# [EXERCISE PROMPT]
Look for the word "text" in the entries below, then copy every line that has it.

(Data entries)
● ● ●

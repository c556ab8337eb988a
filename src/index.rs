//! Vector index abstraction used by ingestion and question answering.

use crate::qdrant::QdrantError;
use async_trait::async_trait;
use serde_json::{Map, Value};
use thiserror::Error;

/// Errors raised by vector index backends.
#[derive(Debug, Error)]
pub enum IndexError {
    /// Qdrant request failed.
    #[error(transparent)]
    Qdrant(#[from] QdrantError),
    /// Backend rejected the request before sending it.
    #[error("Invalid index request: {0}")]
    InvalidRequest(String),
}

/// A vector and its metadata, keyed by a caller-chosen record id.
#[derive(Debug, Clone)]
pub struct IndexPoint {
    /// Stable record identifier.
    pub id: String,
    /// Embedding vector.
    pub vector: Vec<f32>,
    /// Metadata stored alongside the vector.
    pub metadata: Map<String, Value>,
}

/// Constraints applied to similarity queries.
#[derive(Debug, Clone, Default)]
pub struct IndexFilter {
    /// Only match records from this upload session.
    pub session_id: Option<String>,
    /// Only match records from this file.
    pub file_name: Option<String>,
}

impl IndexFilter {
    /// Filter scoped to one upload session.
    pub fn session(session_id: impl Into<String>) -> Self {
        Self {
            session_id: Some(session_id.into()),
            file_name: None,
        }
    }
}

/// A record returned by a similarity query.
#[derive(Debug, Clone)]
pub struct IndexMatch {
    /// Record identifier, when the stored metadata carries one.
    pub record_id: Option<String>,
    /// Similarity score reported by the backend.
    pub score: f32,
    /// Stored metadata.
    pub metadata: Map<String, Value>,
}

impl IndexMatch {
    /// Chunk text stored with the record, if any.
    pub fn text(&self) -> Option<&str> {
        self.metadata.get("text").and_then(Value::as_str)
    }
}

/// Interface implemented by vector stores.
#[async_trait]
pub trait VectorIndex: Send + Sync {
    /// Insert or replace one vector.
    async fn upsert(&self, point: IndexPoint) -> Result<(), IndexError>;

    /// Return the `top_k` records closest to `vector` that satisfy `filter`.
    async fn query(
        &self,
        vector: Vec<f32>,
        top_k: usize,
        filter: &IndexFilter,
    ) -> Result<Vec<IndexMatch>, IndexError>;
}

● ● ●

# [TASK SOLUTION]
    /// Chunk text stored with the record, if any.
    pub fn text(&self) -> Option<&str> {
        self.metadata.get("text").and_then(Value::as_str)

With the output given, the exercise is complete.